Virachai was also the inspiration behind the latest unexpected chapter of Tanasugarn's career: a doubles comeback. "Three years ago, we found out that my dad had cancer," she says. "And this year, the Olympic Games were going to be in Japan. My dad actually went to the 1964 Olympics in Japan on the Thai basketball team. We were trying to support him by saying, let's go to the Tokyo Olympics - and I really wanted to go for him as well. It was our goal together - for me, it was tennis, and for him, it was health.
"So I started to come back in mid-2019. Sadly, my dad passed away in January this year - but I still want to keep going with my goal for next year."

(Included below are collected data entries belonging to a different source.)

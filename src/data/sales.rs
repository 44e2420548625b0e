//! Sales CSV loading.

use crate::core::{CalendarRow, SalesPoint, SalesSeries};
use crate::data::{parse_flag, with_path, DateFormat};
use crate::error::{ForecastError, Result};
use csv::StringRecord;
use serde::{Deserialize, Serialize};
use std::path::{Path, PathBuf};

/// Where one category's sales history lives and how to read it.
#[derive(Debug, Clone, PartialEq, Eq, Serialize, Deserialize)]
pub struct SalesSource {
    pub path: PathBuf,
    /// Column holding the daily quantity.
    #[serde(default = "default_value_column")]
    pub value_column: String,
    #[serde(default)]
    pub date_format: DateFormat,
}

fn default_value_column() -> String {
    "sales".to_string()
}

impl SalesSource {
    pub fn new(path: impl Into<PathBuf>, value_column: impl Into<String>) -> Self {
        Self {
            path: path.into(),
            value_column: value_column.into(),
            date_format: DateFormat::Iso,
        }
    }

    pub fn with_date_format(mut self, date_format: DateFormat) -> Self {
        self.date_format = date_format;
        self
    }

    pub fn load(&self) -> Result<SalesSeries> {
        load_sales(&self.path, &self.value_column, self.date_format)
    }
}

/// Column positions resolved from the header row.
struct Columns {
    date: usize,
    value: usize,
    dow: Option<usize>,
    is_weekend: Option<usize>,
    is_closed: Option<usize>,
    is_event: Option<usize>,
    pre_event_peak: Option<usize>,
    restock_flag: Option<usize>,
}

impl Columns {
    fn resolve(headers: &StringRecord, value_column: &str) -> Result<Self> {
        let find = |name: &str| headers.iter().position(|h| h.trim() == name);
        let require = |name: &str| {
            find(name).ok_or_else(|| ForecastError::DataLoad(format!("missing column {name:?}")))
        };
        Ok(Self {
            date: require("date")?,
            value: require(value_column)?,
            dow: find("dow"),
            is_weekend: find("is_weekend"),
            is_closed: find("is_closed"),
            is_event: find("is_event"),
            pre_event_peak: find("pre_event_peak"),
            restock_flag: find("restock_flag"),
        })
    }

    fn flag(record: &StringRecord, column: Option<usize>) -> Result<Option<bool>> {
        match column.and_then(|i| record.get(i)) {
            Some(raw) => parse_flag(raw).map(Some),
            None => Ok(None),
        }
    }

    fn point(&self, record: &StringRecord, date_format: DateFormat) -> Result<SalesPoint> {
        let field = |i: usize| record.get(i).unwrap_or("");
        let date = date_format.parse(field(self.date))?;

        let raw = field(self.value).trim();
        let quantity = if raw.is_empty() {
            0.0
        } else {
            raw.parse::<f64>()
                .map_err(|_| ForecastError::DataLoad(format!("invalid quantity {raw:?} on {date}")))?
        };

        // Indicators missing from the file default to 0; weekday fields fall back to the date.
        let mut calendar = CalendarRow::from_date(date);
        if let Some(raw) = self
            .dow
            .and_then(|i| record.get(i))
            .map(str::trim)
            .filter(|raw| !raw.is_empty())
        {
            let dow = raw
                .parse::<f64>()
                .map_err(|_| ForecastError::DataLoad(format!("invalid dow {raw:?} on {date}")))?;
            if !(0.0..=6.0).contains(&dow) {
                return Err(ForecastError::DataLoad(format!(
                    "dow {dow} out of range on {date}"
                )));
            }
            calendar.dow = dow as u8;
        }
        if let Some(v) = Self::flag(record, self.is_weekend)? {
            calendar.is_weekend = v;
        }
        calendar.is_closed = Self::flag(record, self.is_closed)?.unwrap_or(false);
        calendar.is_event = Self::flag(record, self.is_event)?.unwrap_or(false);
        calendar.pre_event_peak = Self::flag(record, self.pre_event_peak)?.unwrap_or(false);
        calendar.restock_flag = Self::flag(record, self.restock_flag)?.unwrap_or(false);

        Ok(SalesPoint {
            date,
            quantity,
            calendar,
        })
    }
}

/// Load a sales CSV into a gap-free daily series.
pub fn load_sales(
    path: impl AsRef<Path>,
    value_column: &str,
    date_format: DateFormat,
) -> Result<SalesSeries> {
    let path = path.as_ref();
    let read = || -> Result<SalesSeries> {
        let mut reader = csv::Reader::from_path(path)?;
        let columns = Columns::resolve(reader.headers()?, value_column)?;

        let mut points = Vec::new();
        for record in reader.records() {
            points.push(columns.point(&record?, date_format)?);
        }
        if points.is_empty() {
            return Err(ForecastError::DataLoad("no data rows".into()));
        }
        SalesSeries::from_points(points)
    };
    read().map_err(|err| with_path(path, err))
}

The last tournament Tanasugarn played before the hiatus in the game saw her reach the Hua Hin quarterfinals partnering Kateryna Bondarenko - but as well as restarting her own career, she's also at the forefront of creating the next generation of Thai players, having opened the Tamarine Tennis Academy in 2016.
There is much work to be done, she admits: following the success of herself and former ATP World No.9 Paradorn Srichaphan in the mid-'00s, the sport boomed at home. "All the tennis equipment was sold out and all the courts fully booked," she recalls. And, unlike in her teenage days, Thai parents were more open to the idea of sport as a viable career for their children. But the change in mindset was manifest more in other sports - sisters Ariya and Moriya Jutanugarn in golf and former badminton World No.1 Ratchanok Intanon - and only one Thai player has followed her into the Top 100 since, former World No.66 Luksika Kumkhum, currently on a long-term injury hiatus. While Tanasugarn flags up the potential of the country's top teenagers - 17-year-olds Mananchaya Sawangkaew (the junior World No.14), Punnin Kovapitukted and Anchisa Chanta in particular - her focus is on even younger players.
"I am more concentrating on under-10 tennis," she says. "Myself and my star coach are going to schools to find players. I think the problem is that we don't have a big population of tennis players - so I want to concentrate on the young kids, so that in the long term the tennis community in Thailand becomes bigger. A bigger grassroots community at a lower level will mean that we get more players at the top level, whether national or even professional."
With a wealth of experience in navigating a path full of twists and turns that no one had successfully taken before her, there are few better figures to take on the challenge of reigniting a country's entire tennis culture than Tanasugarn.